The United States will revoke the “terrorist” designation for Houthi rebels in Yemen, the State Department confirmed Friday.
The insurgents were branded terrorists by the outgoing Trump Administration in one of their last and most highly charged official acts.
“Our action is due entirely to the humanitarian consequences of this last-minute designation from the prior administration, which the United Nations and humanitarian organizations have since made clear would accelerate the world’s worst humanitarian crisis,” the official told Reuters.
The State Department did not immediately respond to a request for comment from The Post.
The impoverished Middle East nation is currently engulfed in civil war. In 2015, Saudi Arabia led a coalition of forces to intervene on behalf of the government against the rebels, who are receiving support from Iran.
The conflict is widely considered one of the world’s worst humanitarian crisis with atrocities regularly taking place on both sides. The United Nations estimates that up to 80% of Yemenis are in need of aid.
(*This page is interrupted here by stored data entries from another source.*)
// assembler.rs - builds the fixed-order AVP sequence for an accounting request
//
// Grounded on examples/original_source/radi.py::create_radius_request, the
// newest and most complete of the retrieved CLI variants. The 3GPP SAI
// packed structure (`!BBBBHH`) is grounded on the same file's
// `subs_loc_info` handling.

use bytes::BufMut;
use std::sync::Arc;

use crate::avp::Avp;
use crate::config::{Action, Config};
use crate::dictionary::{AttributeDef, Dictionary};
use crate::error::Result;
use crate::types::{bits_to_ip4mask, TypedValue};

/// Default 3GPP Supported-Area-Identity used when `-a 3gpp-location-info=...`
/// is not given: location type 0, MCC/MNC 000/00, LAC 0, CI 0.
fn default_location_info() -> Vec<u8> {
    let mut buf = bytes::BytesMut::with_capacity(8);
    buf.put_u8(0); // location type
    buf.put_u8(0); // MCC/MNC digit pack (byte 1)
    buf.put_u8(0); // MCC/MNC digit pack (byte 2)
    buf.put_u8(0); // MCC/MNC digit pack (byte 3)
    buf.put_u16(0); // LAC
    buf.put_u16(0); // CI
    buf.to_vec()
}

fn attr(dict: &Dictionary, name: &str) -> Result<Arc<AttributeDef>> {
    dict.attribute(name)
}

/// Build the ordered AVP list for one accounting request, per the fixed
/// attribute order: User-Name, Acct-Status-Type, NAS-IP(v6)-Address
/// (derived from `radius_dest`), Framed-IP(v6-Prefix | -Address+-Netmask),
/// Framed-Protocol (always sent), Calling/Called-Station-Id,
/// 3GPP-Location-Info, 3GPP-IMSI, 3GPP-IMEISV, then any extra
/// `-a name=value` AVPs in the order they were given.
pub fn build_avps(cfg: &Config, dict: &Dictionary, action: Action) -> Result<Vec<Avp>> {
    let mut avps = Vec::new();

    if let Some(username) = &cfg.username {
        avps.push(Avp::new(attr(dict, "User-Name")?, username)?);
    }

    avps.push(Avp::new(
        attr(dict, "Acct-Status-Type")?,
        action.status_type_name(),
    )?);

    if cfg.radius_dest.contains(':') {
        avps.push(Avp::new(attr(dict, "NAS-IPv6-Address")?, &cfg.radius_dest)?);
    } else {
        avps.push(Avp::new(attr(dict, "NAS-IP-Address")?, &cfg.radius_dest)?);
    }

    if let Some(framed_ip) = &cfg.framed_ip {
        let is_v6 = framed_ip.contains(':');
        if is_v6 {
            let mask = cfg.framed_mask.unwrap_or(128);
            avps.push(Avp::new(
                attr(dict, "Framed-IPv6-Prefix")?,
                &format!("{framed_ip}/{mask}"),
            )?);
        } else {
            avps.push(Avp::new(attr(dict, "Framed-IP-Address")?, framed_ip)?);
            if let Some(mask_bits) = cfg.framed_mask {
                let dotted = bits_to_ip4mask(mask_bits as i32)?;
                avps.push(Avp::new(attr(dict, "Framed-IP-Netmask")?, &dotted)?);
            }
        }
    }
    // Framed-Protocol is sent unconditionally, matching
    // original_source/radi.py's rad.add_avp("Framed-Protocol", ...) call,
    // which sits outside the v4/v6 framed-ip branching.
    avps.push(Avp::new(attr(dict, "Framed-Protocol")?, "1")?);

    if let Some(calling_id) = &cfg.calling_id {
        avps.push(Avp::new(attr(dict, "Calling-Station-Id")?, calling_id)?);
    }
    if let Some(called_id) = &cfg.called_id {
        avps.push(Avp::new(attr(dict, "Called-Station-Id")?, called_id)?);
    }

    if let Ok(location_attr) = attr(dict, "3GPP-Location-Info") {
        let value = match &cfg.subs_loc_info {
            Some(hex_literal) => parse_hex_octets(hex_literal)?,
            None => default_location_info(),
        };
        avps.push(Avp::from_value(location_attr, TypedValue::Text(value)));
    }

    if let Some(imsi) = &cfg.imsi {
        if let Ok(imsi_attr) = attr(dict, "3GPP-IMSI") {
            avps.push(Avp::new(imsi_attr, imsi)?);
        }
    }
    if let Some(imei) = &cfg.imei {
        if let Ok(imei_attr) = attr(dict, "3GPP-IMEISV") {
            avps.push(Avp::new(imei_attr, imei)?);
        }
    }

    for (name, value) in &cfg.avps {
        avps.push(Avp::new(attr(dict, name)?, value)?);
    }

    Ok(avps)
}

fn parse_hex_octets(literal: &str) -> Result<Vec<u8>> {
    let stripped = literal
        .strip_prefix("0x")
        .or_else(|| literal.strip_prefix("0X"))
        .unwrap_or(literal);
    let mut bytes = Vec::with_capacity(stripped.len() / 2);
    let chars: Vec<char> = stripped.chars().collect();
    for pair in chars.chunks(2) {
        let s: String = pair.iter().collect();
        let b = u8::from_str_radix(&s, 16).map_err(|_| crate::error::Error::ParseError {
            type_tag: "octets",
            literal: literal.to_string(),
            reason: "expected a hex string".to_string(),
        })?;
        bytes.push(b);
    }
    Ok(bytes)
}

#[cfg(test)]
mod tests {
    use super::*;

    #[test]
    fn default_location_info_is_eight_zero_bytes() {
        assert_eq!(default_location_info(), vec![0u8; 8]);
    }

    #[test]
    fn parse_hex_octets_strips_0x_prefix() {
        assert_eq!(parse_hex_octets("0x0a0b").unwrap(), vec![0x0a, 0x0b]);
        assert_eq!(parse_hex_octets("ff00").unwrap(), vec![0xff, 0x00]);
    }

    #[test]
    fn build_avps_orders_fixed_attributes_before_extras() {
        let dir = std::env::temp_dir().join(format!("rad-acct-asm-test-{}", std::process::id()));
        std::fs::create_dir_all(&dir).unwrap();
        let dict_path = dir.join("dictionary");
        std::fs::write(
            &dict_path,
            "ATTRIBUTE User-Name 1 string\n\
             ATTRIBUTE Acct-Status-Type 40 integer\n\
             VALUE Acct-Status-Type Start 1\n\
             ATTRIBUTE NAS-IP-Address 4 ipaddr\n\
             ATTRIBUTE Framed-Protocol 7 integer\n\
             ATTRIBUTE Calling-Station-Id 31 string\n",
        )
        .unwrap();
        let dict = crate::dictionary::Dictionary::load(&dict_path).unwrap();

        let cfg = Config {
            radius_dest: "127.0.0.1".to_string(),
            radius_port: 1813,
            radius_secret: "secret".to_string(),
            action: Action::Start,
            username: Some("bob".to_string()),
            imsi: None,
            imei: None,
            framed_ip: None,
            framed_mask: None,
            calling_id: Some("555-1234".to_string()),
            called_id: None,
            subs_loc_info: None,
            delay: 1,
            avps: Vec::new(),
            dict_path: dir.clone(),
            dict_fname: "dictionary".to_string(),
        };

        let avps = build_avps(&cfg, &dict, Action::Start).unwrap();
        assert_eq!(avps[0].def.name, "User-Name");
        assert_eq!(avps[1].def.name, "Acct-Status-Type");
        assert_eq!(avps[2].def.name, "NAS-IP-Address");
        assert_eq!(avps[3].def.name, "Framed-Protocol");
        assert_eq!(avps[4].def.name, "Calling-Station-Id");
    }

    #[test]
    fn framed_protocol_is_sent_even_without_framed_ip() {
        let dir = std::env::temp_dir().join(format!("rad-acct-asm-test2-{}", std::process::id()));
        std::fs::create_dir_all(&dir).unwrap();
        let dict_path = dir.join("dictionary");
        std::fs::write(
            &dict_path,
            "ATTRIBUTE Acct-Status-Type 40 integer\n\
             VALUE Acct-Status-Type Start 1\n\
             ATTRIBUTE NAS-IP-Address 4 ipaddr\n\
             ATTRIBUTE Framed-Protocol 7 integer\n",
        )
        .unwrap();
        let dict = crate::dictionary::Dictionary::load(&dict_path).unwrap();

        let cfg = Config {
            radius_dest: "127.0.0.1".to_string(),
            radius_port: 1813,
            radius_secret: "secret".to_string(),
            action: Action::Start,
            username: None,
            imsi: None,
            imei: None,
            framed_ip: None,
            framed_mask: None,
            calling_id: None,
            called_id: None,
            subs_loc_info: None,
            delay: 1,
            avps: Vec::new(),
            dict_path: dir.clone(),
            dict_fname: "dictionary".to_string(),
        };

        let avps = build_avps(&cfg, &dict, Action::Start).unwrap();
        assert!(avps.iter().any(|a| a.def.name == "Framed-Protocol"));
        assert!(avps.iter().any(|a| a.def.name == "NAS-IP-Address"));
    }

    #[test]
    fn nas_ipv6_address_used_for_ipv6_destination() {
        let dir = std::env::temp_dir().join(format!("rad-acct-asm-test3-{}", std::process::id()));
        std::fs::create_dir_all(&dir).unwrap();
        let dict_path = dir.join("dictionary");
        std::fs::write(
            &dict_path,
            "ATTRIBUTE Acct-Status-Type 40 integer\n\
             VALUE Acct-Status-Type Start 1\n\
             ATTRIBUTE NAS-IPv6-Address 95 ipv6addr\n\
             ATTRIBUTE Framed-Protocol 7 integer\n",
        )
        .unwrap();
        let dict = crate::dictionary::Dictionary::load(&dict_path).unwrap();

        let cfg = Config {
            radius_dest: "2001:db8::1".to_string(),
            radius_port: 1813,
            radius_secret: "secret".to_string(),
            action: Action::Start,
            username: None,
            imsi: None,
            imei: None,
            framed_ip: None,
            framed_mask: None,
            calling_id: None,
            called_id: None,
            subs_loc_info: None,
            delay: 1,
            avps: Vec::new(),
            dict_path: dir.clone(),
            dict_fname: "dictionary".to_string(),
        };

        let avps = build_avps(&cfg, &dict, Action::Start).unwrap();
        assert!(avps.iter().any(|a| a.def.name == "NAS-IPv6-Address"));
    }
}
The State Department stressed that its removal of terrorist status for the Houthis did not change US policy regarding past “reprehensible conduct” from the insurgents.
“We welcome the stated intention by the US administration to revoke the designation as it will provide profound relief to millions of Yemenis who rely on humanitarian assistance and commercial imports to meet their basic survival needs,” U.N. spokesman Stephane Dujarric told Reuters.